I recently discussed the arrest of Elvira Arellano, the flamboyant illegal immigrant who took refuge in a Chicago church to avoid deportation and proceeded to attach U.S. immigration policy from her sanctuary.
One commenter to that post noted that he wasn’t all worked up about illegal immigration. But I can’t understand the attitude that condones 5% of the U.S. population being illegal aliens who are, for the most part, never even challenged about their immigration status.
Sister Toldjah, a favorite blogger of mine, is a little worked up too. Actually, she’s “a lot” worked up about Arellano’s legal status, behavior, and the support she’s now getting.
To quote:
I didn’t stand shoulder to shoulder with most conservatives on the immigration bill, which went down in flames earlier this year, but I will stand shoulder to shoulder with any conservative or liberal who comes out and condemns this nonsense about Elvira Arellano being “today’s Rosa Parks” for what it is: a slap in the face to the civil rights movement of the 50s and 60s, a movement that demanded civil rights for legal citizens of this country who happened to be black.
This “Elvira is today’s Rosa” is very similar to the baloney comparisons that the gay rights community routinely makes between their ‘plight’ and that of black people in the 60s. Uh, no. It doesn’t work that way. Get back with me, moral relativists, when both gay people and illegals have to drink from separate water fountains, eat at different lunch counters, have to sit in the back of the bus … you get the picture.
Undercover Black Man, in a post about another ridiculous comparison to Elvira Arellano (that of a ‘slave on the run’), cuts to the heart of the matter on the idiotic comparisons:
Hey, take your best shot, J.J. But don’t expect any black people to stand in solidarity with you on open immigration when you disrespect our struggle. Illegal immigration isn’t comparable to black slavery in any way.
One, nobody is dragging Mexicans here against their will. Two, no U.S. immigration official has lashed the bare back of any Mexican with a whip, as used to happen to “runaway slaves” who got caught. Three, Mexican workers get paid; they send billions of dollars per year back home to Mexico.
ST adds: Four, Mexican illegals have been coming here for years in order to obtain “free” healthcare that was not available to slaves. Five, Mexican illegals have never had to use a separate water fountain, have never been ordered to sit in the back of the bus, never had to worry about “whites only” restuarants, etc. Six, Mexican illegals, under our current no-enforcement laws, are pretty much free to come and go as they please…
Right on, sister.
This is a supposition, but I believe that illegals represent some of the best people from their home countries. They come here primarily because poor leadership in those countries – e.g., Mexico – has led a lack of economy prosperity, corruption, and high tax rates. What couldn’t the ~10 million illegals from Mexico do to improve their own country? That Mexico’s leaders encourage illegal immigrants to come to the U.S. to work, both tacitly and directly, only shows their own ineptness. Many Americans would do well to consider that the next time an occasion to snipe at George Bush arises.

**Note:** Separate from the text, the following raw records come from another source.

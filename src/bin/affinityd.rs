//! affinity-engine HTTP server binary.
//!
//! Loads the configuration, opens the live document, starts the monthly
//! reward schedule and serves the JSON API.
//!
//! # Environment Variables
//!
//! - `PORT`: HTTP port (default: 8080)
//! - `AFFINITY_CONFIG`: optional YAML config file
//! - `AFFINITY_DATA_DIR`: directory for the live document and archives
//! - `AFFINITY_API_KEY`: enables generated custom personas
//! - `RUST_LOG`: Tracing filter (default: "info,affinity_engine=debug")
//!
//! # Usage
//!
//! ```bash
//! AFFINITY_DATA_DIR=/var/lib/affinity cargo run --bin affinityd
//! ```

use std::sync::Arc;

use anyhow::Context;

use affinity_engine::server::{app_router, AppState};
use affinity_engine::{AffinityConfig, AffinityEngine, RewardSchedule};

#[tokio::main]
async fn main() -> anyhow::Result<()> {
    // Initialize tracing
    tracing_subscriber::fmt()
        .with_env_filter(
            tracing_subscriber::EnvFilter::try_from_default_env()
                .unwrap_or_else(|_| "info,affinity_engine=debug".into()),
        )
        .init();

    let config = AffinityConfig::from_env().context("loading configuration")?;
    let schedule = RewardSchedule::from_config(&config.rewards).context("reading reward schedule")?;

    let port = std::env::var("PORT").unwrap_or_else(|_| "8080".to_string());
    let bind_addr = format!("0.0.0.0:{}", port);

    let engine = Arc::new(AffinityEngine::from_config(&config));
    tracing::info!(
        identities = engine.identity_count(),
        data_dir = %config.storage.data_dir.display(),
        "Affinity store opened"
    );

    let _schedule = schedule.spawn(Arc::clone(&engine));
    tracing::info!(
        "Reward cycle scheduled for day {} at {}",
        config.rewards.cycle_day,
        config.rewards.cycle_time
    );

    let app = app_router(AppState::new(engine));

    tracing::info!("affinity-engine server starting on {}", bind_addr);
    let listener = tokio::net::TcpListener::bind(&bind_addr)
        .await
        .with_context(|| format!("binding {}", bind_addr))?;

    axum::serve(listener, app).await.context("server failed")?;
    Ok(())
}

It is true that illegal aliens do a lot of work in this country and these people are just as “good” as Americans in every sense of the word save for economic production. But that is not the issue save in the minds of the illegals’ defenders who, for lack of a better argument, persist in framing the debate in terms of civil rights.
The one civil right that illegals have in the United States is to be escorted safely back to their country of origin. That’s it. No more. The end.
The notion that America’s border is a suggestion and not a legal boundary and that anyone who comes here is entitled to the benefits of citizenship upon arrival is simply false. Yes, illegals provide labor that would cost more if Americans were to do it. But their presence here also depresses wages at the lower end of the job market and adds a considerable burden to our infrastructure in terms of health care, transportation, and insurance costs. Is it any wonder that an artificial minimum wage is needed when the bottom of the wage market is being undercut by 10-20 million undocumented workers?
For the politicians who enable the current state of affairs to continue, failing to acknowledge the economic burden illegals put on U.S. citizens is wrong; failing to defend our right to define our own nation’s policies is unforgivably.
To the extent that immigrant labor is needed it is incumbent on the federal government to draft the rules that will control the pool of laborers while discouraging illegal workers from coming here and from being hired after they are here. It is also the fed’s job to police the borders properly, something that they’ve failed miserably at. Immigration reform is needed. It may already be too late.
As for Ms. Arellano, she deserves only a courteous deportation, not a platform to espouse her anti-American views, nor unearned comparisons to real American heroes, and certainly not the tragic martyr’s pose she’s been striking in the press.
The support she is getting does not surprise me. Considering there are 12 million others like her in this country, that certain political elements find their existence beneficial to their platform, and that the media can capitalize on their “plight”, I am surprised they don’t more public endorsement than they do.